--- Try it ---
Repeat every entry in full. Match each line exactly.

(Stored items)
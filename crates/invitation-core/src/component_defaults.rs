//! Hardcoded defaults of the rendering components, keyed by variant.
//!
//! These mirror what each template component shows when it receives no data.
//! Templates may shadow individual entries through
//! `TemplateDefinition::component_defaults`.

use std::collections::BTreeMap;

use once_cell::sync::Lazy;

use invitation_domain::{FieldValue, GalleryImage, SectionId, SectionVariant, StoryMoment};

type VariantDefaults = BTreeMap<&'static str, FieldValue>;

static BUILTIN_COMPONENT_DEFAULTS: Lazy<BTreeMap<&'static str, VariantDefaults>> =
    Lazy::new(builtin_table);

/// Built-in default for `key` in `variant`, falling back to the section's
/// first variant when the requested one does not define it.
pub fn builtin_default(
    section: SectionId,
    variant: &SectionVariant,
    key: &str,
) -> Option<&'static FieldValue> {
    let table = &*BUILTIN_COMPONENT_DEFAULTS;
    table
        .get(variant.as_str())
        .and_then(|defaults| defaults.get(key))
        .or_else(|| {
            table
                .get(section.default_variant().as_str())
                .and_then(|defaults| defaults.get(key))
        })
}

fn builtin_table() -> BTreeMap<&'static str, VariantDefaults> {
    let mut table = BTreeMap::new();

    table.insert(
        "hero_1",
        entries([
            ("groom_name", text("Carlos")),
            ("bride_name", text("María")),
            ("weddingDate", text("2025-06-14T17:00")),
            ("location", text("Hacienda Los Olivos, Lima")),
            ("heroImageUrl", text("/images/templates/hero-1.jpg")),
        ]),
    );
    table.insert(
        "hero_2",
        entries([("heroImageUrl", text("/images/templates/hero-2.jpg"))]),
    );
    table.insert(
        "welcome_1",
        entries([
            ("welcome_title", text("¡Nos casamos!")),
            (
                "welcome_message",
                text("Queremos compartir contigo el día más especial de nuestras vidas."),
            ),
        ]),
    );
    table.insert(
        "couple_1",
        entries([
            ("couple_title", text("Los novios")),
            (
                "groom_description",
                text("Aventurero, soñador y fanático del buen café."),
            ),
            ("groom_photo", text("/images/templates/groom.jpg")),
            (
                "bride_description",
                text("Alegre, curiosa y amante de los atardeceres."),
            ),
            ("bride_photo", text("/images/templates/bride.jpg")),
        ]),
    );
    table.insert(
        "countdown_1",
        entries([
            ("countdown_title", text("Falta poco")),
            ("countdown_image", text("/images/templates/countdown.jpg")),
        ]),
    );
    table.insert(
        "story_1",
        entries([
            ("story_title", text("Nuestra historia")),
            (
                "story_moments",
                FieldValue::Moments(vec![
                    StoryMoment::new(
                        "2018",
                        "Nos conocimos",
                        "Una tarde de lluvia en la universidad.",
                        "/images/templates/story-1.jpg",
                    ),
                    StoryMoment::new(
                        "2021",
                        "Primer viaje",
                        "Cusco nos enseñó a caminar juntos.",
                        "/images/templates/story-2.jpg",
                    ),
                    StoryMoment::new(
                        "2024",
                        "La propuesta",
                        "Frente al mar dijimos que sí.",
                        "/images/templates/story-3.jpg",
                    ),
                ]),
            ),
        ]),
    );
    table.insert(
        "video_1",
        entries([
            ("video_title", text("Nuestro video")),
            ("video_url", text("")),
        ]),
    );
    table.insert(
        "gallery_1",
        entries([
            ("gallery_title", text("Galería")),
            (
                "gallery_images",
                FieldValue::Gallery(
                    (1..=6)
                        .map(|n| {
                            GalleryImage::new(
                                format!("/images/templates/gallery-{n}.jpg"),
                                format!("Foto {n}"),
                                if n <= 3 { "preboda" } else { "pareja" },
                            )
                        })
                        .collect(),
                ),
            ),
        ]),
    );
    table.insert("gallery_2", entries([("gallery_title", text("Momentos"))]));
    table.insert(
        "itinerary_1",
        entries([
            ("itinerary_title", text("Itinerario")),
            ("ceremony_enabled", FieldValue::Toggle(true)),
            ("ceremony_time", text("16:00")),
            ("ceremony_location", text("Parroquia San Pedro")),
            ("reception_enabled", FieldValue::Toggle(true)),
            ("reception_time", text("19:00")),
            ("reception_location", text("Hacienda Los Olivos")),
            ("party_enabled", FieldValue::Toggle(false)),
            ("party_time", text("22:00")),
        ]),
    );
    table.insert(
        "footer_1",
        entries([
            ("footer_message", text("¡Te esperamos!")),
            ("footer_hashtag", text("#CarlosYMaria")),
        ]),
    );

    table
}

fn entries<const N: usize>(items: [(&'static str, FieldValue); N]) -> VariantDefaults {
    items.into_iter().collect()
}

fn text(value: impl Into<String>) -> FieldValue {
    FieldValue::Text(value.into())
}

--- Answer area ---
filename crates/invitation-core/src/component_defaults.rs
//! Hardcoded defaults of the rendering components, keyed by variant.
//!
//! These mirror what each template component shows when it receives no data.
//! Templates may shadow individual entries through
//! `TemplateDefinition::component_defaults`.

use std::collections::BTreeMap;

use once_cell::sync::Lazy;

use invitation_domain::{FieldValue, GalleryImage, SectionId, SectionVariant, StoryMoment};

type VariantDefaults = BTreeMap<&'static str, FieldValue>;

static BUILTIN_COMPONENT_DEFAULTS: Lazy<BTreeMap<&'static str, VariantDefaults>> =
    Lazy::new(builtin_table);

/// Built-in default for `key` in `variant`, falling back to the section's
/// first variant when the requested one does not define it.
pub fn builtin_default(
    section: SectionId,
    variant: &SectionVariant,
    key: &str,
) -> Option<&'static FieldValue> {
    let table = &*BUILTIN_COMPONENT_DEFAULTS;
    table
        .get(variant.as_str())
        .and_then(|defaults| defaults.get(key))
        .or_else(|| {
            table
                .get(section.default_variant().as_str())
                .and_then(|defaults| defaults.get(key))
        })
}

fn builtin_table() -> BTreeMap<&'static str, VariantDefaults> {
    let mut table = BTreeMap::new();

    table.insert(
        "hero_1",
        entries([
            ("groom_name", text("Carlos")),
            ("bride_name", text("María")),
            ("weddingDate", text("2025-06-14T17:00")),
            ("location", text("Hacienda Los Olivos, Lima")),
            ("heroImageUrl", text("/images/templates/hero-1.jpg")),
        ]),
    );
    table.insert(
        "hero_2",
        entries([("heroImageUrl", text("/images/templates/hero-2.jpg"))]),
    );
    table.insert(
        "welcome_1",
        entries([
            ("welcome_title", text("¡Nos casamos!")),
            (
                "welcome_message",
                text("Queremos compartir contigo el día más especial de nuestras vidas."),
            ),
        ]),
    );
    table.insert(
        "couple_1",
        entries([
            ("couple_title", text("Los novios")),
            (
                "groom_description",
                text("Aventurero, soñador y fanático del buen café."),
            ),
            ("groom_photo", text("/images/templates/groom.jpg")),
            (
                "bride_description",
                text("Alegre, curiosa y amante de los atardeceres."),
            ),
            ("bride_photo", text("/images/templates/bride.jpg")),
        ]),
    );
    table.insert(
        "countdown_1",
        entries([
            ("countdown_title", text("Falta poco")),
            ("countdown_image", text("/images/templates/countdown.jpg")),
        ]),
    );
    table.insert(
        "story_1",
        entries([
            ("story_title", text("Nuestra historia")),
            (
                "story_moments",
                FieldValue::Moments(vec![
                    StoryMoment::new(
                        "2018",
                        "Nos conocimos",
                        "Una tarde de lluvia en la universidad.",
                        "/images/templates/story-1.jpg",
                    ),
                    StoryMoment::new(
                        "2021",
                        "Primer viaje",
                        "Cusco nos enseñó a caminar juntos.",
                        "/images/templates/story-2.jpg",
                    ),
                    StoryMoment::new(
                        "2024",
                        "La propuesta",
                        "Frente al mar dijimos que sí.",
                        "/images/templates/story-3.jpg",
                    ),
                ]),
            ),
        ]),
    );
    table.insert(
        "video_1",
        entries([
            ("video_title", text("Nuestro video")),
            ("video_url", text("")),
        ]),
    );
    table.insert(
        "gallery_1",
        entries([
            ("gallery_title", text("Galería")),
            (
                "gallery_images",
                FieldValue::Gallery(
                    (1..=6)
                        .map(|n| {
                            GalleryImage::new(
                                format!("/images/templates/gallery-{n}.jpg"),
                                format!("Foto {n}"),
                                if n <= 3 { "preboda" } else { "pareja" },
                            )
                        })
                        .collect(),
                ),
            ),
        ]),
    );
    table.insert("gallery_2", entries([("gallery_title", text("Momentos"))]));
    table.insert(
        "itinerary_1",
        entries([
            ("itinerary_title", text("Itinerario")),
            ("ceremony_enabled", FieldValue::Toggle(true)),
            ("ceremony_time", text("16:00")),
            ("ceremony_location", text("Parroquia San Pedro")),
            ("reception_enabled", FieldValue::Toggle(true)),
            ("reception_time", text("19:00")),
            ("reception_location", text("Hacienda Los Olivos")),
            ("party_enabled", FieldValue::Toggle(false)),
            ("party_time", text("22:00")),
        ]),
    );
    table.insert(
        "footer_1",
        entries([
            ("footer_message", text("¡Te esperamos!")),
            ("footer_hashtag", text("#CarlosYMaria")),
        ]),
    );

    table
}

fn entries<const N: usize>(items: [(&'static str, FieldValue); N]) -> VariantDefaults {
    items.into_iter().collect()
}

fn text(value: impl Into<String>) -> FieldValue {
    FieldValue::Text(value.into())
}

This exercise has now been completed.